▶ [Directions] The answer consists solely of the listing's lines from the first through the line containing "use std::io::Cursor;", each reproduced exactly.

▶ [Data provided]
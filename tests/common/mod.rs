//! Shared fixtures for the integration tests.
#![allow(dead_code)]

use async_trait::async_trait;
use base64::{engine::general_purpose::STANDARD, Engine as _};
use docext_worker::backend::{
    BackendError, BackendOutput, ExtractionBackend, ExtractionSchema, FieldValue, PageImage,
    TableValue,
};
use std::collections::HashMap;
use std::io::Cursor;
use std::net::SocketAddr;
use std::path::PathBuf;
use std::sync::{Arc, Mutex};
use std::time::Duration;
use tokio::io::{AsyncReadExt, AsyncWriteExt};
use tokio::net::TcpListener;

// ── Documents ────────────────────────────────────────────────────────────────

pub fn png_bytes(width: u32, height: u32) -> Vec<u8> {
    let img = image::DynamicImage::ImageRgb8(image::RgbImage::from_pixel(
        width,
        height,
        image::Rgb([200, 200, 200]),
    ));
    let mut buf = Vec::new();
    img.write_to(&mut Cursor::new(&mut buf), image::ImageFormat::Png)
        .unwrap();
    buf
}

pub fn png_base64(width: u32, height: u32) -> String {
    STANDARD.encode(png_bytes(width, height))
}

// ── Scripted backend ─────────────────────────────────────────────────────────

/// What the backend does for one (document, page).
#[derive(Clone)]
pub enum Script {
    Reply(BackendOutput),
    /// Always fail with a retryable error.
    Fail(String),
    /// Wait before replying with the default output.
    Delay(Duration),
    Panic,
}

/// One recorded backend call.
#[derive(Debug, Clone)]
pub struct Call {
    pub document: String,
    pub ordinal: usize,
    pub path: PathBuf,
    pub file_existed: bool,
    pub model: String,
}

/// A fake backend driven by per-page scripts.
///
/// Unscripted pages reply with content `text of <document> p<ordinal>`.
#[derive(Default)]
pub struct ScriptedBackend {
    scripts: HashMap<(String, usize), Script>,
    calls: Mutex<Vec<Call>>,
}

impl ScriptedBackend {
    pub fn new() -> Self {
        Self::default()
    }

    pub fn script(mut self, document: &str, ordinal: usize, script: Script) -> Self {
        self.scripts.insert((document.to_string(), ordinal), script);
        self
    }

    pub fn calls(&self) -> Vec<Call> {
        self.calls.lock().unwrap().clone()
    }
}

pub fn reply(content: &str, fields: &[(&str, &str)], tables: Vec<TableValue>) -> BackendOutput {
    BackendOutput {
        content: content.to_string(),
        fields: fields
            .iter()
            .map(|(n, v)| FieldValue {
                name: n.to_string(),
                value: v.to_string(),
                confidence: None,
            })
            .collect(),
        tables,
    }
}

#[async_trait]
impl ExtractionBackend for ScriptedBackend {
    fn name(&self) -> &str {
        "scripted"
    }

    async fn extract(
        &self,
        page: &PageImage<'_>,
        model: &str,
        _schema: &ExtractionSchema,
    ) -> Result<BackendOutput, BackendError> {
        self.calls.lock().unwrap().push(Call {
            document: page.document.to_string(),
            ordinal: page.ordinal,
            path: page.path.to_path_buf(),
            file_existed: page.path.exists(),
            model: model.to_string(),
        });

        let default = || reply(&format!("text of {} p{}", page.document, page.ordinal), &[], vec![]);
        match self.scripts.get(&(page.document.to_string(), page.ordinal)) {
            None => Ok(default()),
            Some(Script::Reply(out)) => Ok(out.clone()),
            Some(Script::Fail(msg)) => Err(BackendError::InvalidResponse(msg.clone())),
            Some(Script::Delay(d)) => {
                tokio::time::sleep(*d).await;
                Ok(default())
            }
            Some(Script::Panic) => panic!("scripted backend panic"),
        }
    }
}

// ── HTTP stub ────────────────────────────────────────────────────────────────

/// One request received by an [`HttpStub`].
#[derive(Debug, Clone)]
pub struct Recorded {
    /// e.g. `POST /v1/chat/completions HTTP/1.1`
    pub line: String,
    /// Raw header block, one `name: value` per line.
    pub headers: String,
    pub body: String,
}

impl Recorded {
    pub fn header(&self, name: &str) -> Option<&str> {
        self.headers
            .lines()
            .filter_map(|l| l.split_once(':'))
            .find(|(k, _)| k.trim().eq_ignore_ascii_case(name))
            .map(|(_, v)| v.trim())
    }

    pub fn json(&self) -> serde_json::Value {
        serde_json::from_str(&self.body).unwrap()
    }
}

/// A one-route HTTP server answering every request with a fixed reply.
pub struct HttpStub {
    pub addr: SocketAddr,
    requests: Arc<Mutex<Vec<Recorded>>>,
}

impl HttpStub {
    pub async fn start(status: u16, body: &str) -> Self {
        let listener = TcpListener::bind("127.0.0.1:0").await.unwrap();
        let addr = listener.local_addr().unwrap();
        let requests = Arc::new(Mutex::new(Vec::new()));
        let recorded = Arc::clone(&requests);
        let body = body.to_string();

        tokio::spawn(async move {
            loop {
                let Ok((mut socket, _)) = listener.accept().await else {
                    return;
                };
                let recorded = Arc::clone(&recorded);
                let body = body.clone();
                tokio::spawn(async move {
                    if let Some(request) = read_request(&mut socket).await {
                        recorded.lock().unwrap().push(request);
                    }
                    let response = format!(
                        "HTTP/1.1 {status} {}\r\nContent-Type: application/json\r\nContent-Length: {}\r\nConnection: close\r\n\r\n{body}",
                        reason(status),
                        body.len()
                    );
                    let _ = socket.write_all(response.as_bytes()).await;
                    let _ = socket.shutdown().await;
                });
            }
        });

        Self { addr, requests }
    }

    pub fn base_url(&self) -> String {
        format!("http://{}", self.addr)
    }

    /// Every request received so far.
    pub fn requests(&self) -> Vec<Recorded> {
        self.requests.lock().unwrap().clone()
    }
}

async fn read_request(socket: &mut tokio::net::TcpStream) -> Option<Recorded> {
    let mut buf = Vec::new();
    let mut chunk = [0u8; 4096];
    let header_end = loop {
        let n = socket.read(&mut chunk).await.ok()?;
        if n == 0 {
            return None;
        }
        buf.extend_from_slice(&chunk[..n]);
        if let Some(pos) = buf.windows(4).position(|w| w == b"\r\n\r\n") {
            break pos + 4;
        }
    };

    let head = String::from_utf8_lossy(&buf[..header_end]).into_owned();
    let content_length = head
        .lines()
        .filter_map(|l| l.split_once(':'))
        .find(|(k, _)| k.trim().eq_ignore_ascii_case("content-length"))
        .and_then(|(_, v)| v.trim().parse::<usize>().ok())
        .unwrap_or(0);

    while buf.len() < header_end + content_length {
        let n = socket.read(&mut chunk).await.ok()?;
        if n == 0 {
            break;
        }
        buf.extend_from_slice(&chunk[..n]);
    }

    let mut lines = head.lines();
    let line = lines.next().unwrap_or_default().to_string();
    let headers = lines.collect::<Vec<_>>().join("\n");
    let end = buf.len().min(header_end + content_length);
    let body = String::from_utf8_lossy(&buf[header_end..end]).into_owned();
    Some(Recorded {
        line,
        headers,
        body,
    })
}

fn reason(status: u16) -> &'static str {
    match status {
        200 => "OK",
        404 => "Not Found",
        500 => "Internal Server Error",
        503 => "Service Unavailable",
        _ => "Status",
    }
}

/// A loopback port with nothing listening on it.
pub async fn free_port() -> u16 {
    let listener = TcpListener::bind("127.0.0.1:0").await.unwrap();
    listener.local_addr().unwrap().port()
}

▶ [Answer box]
filename tests/common/mod.rs
//! Shared fixtures for the integration tests.
#![allow(dead_code)]

use async_trait::async_trait;
use base64::{engine::general_purpose::STANDARD, Engine as _};
use docext_worker::backend::{
    BackendError, BackendOutput, ExtractionBackend, ExtractionSchema, FieldValue, PageImage,
    TableValue,
};
use std::collections::HashMap;
use std::io::Cursor;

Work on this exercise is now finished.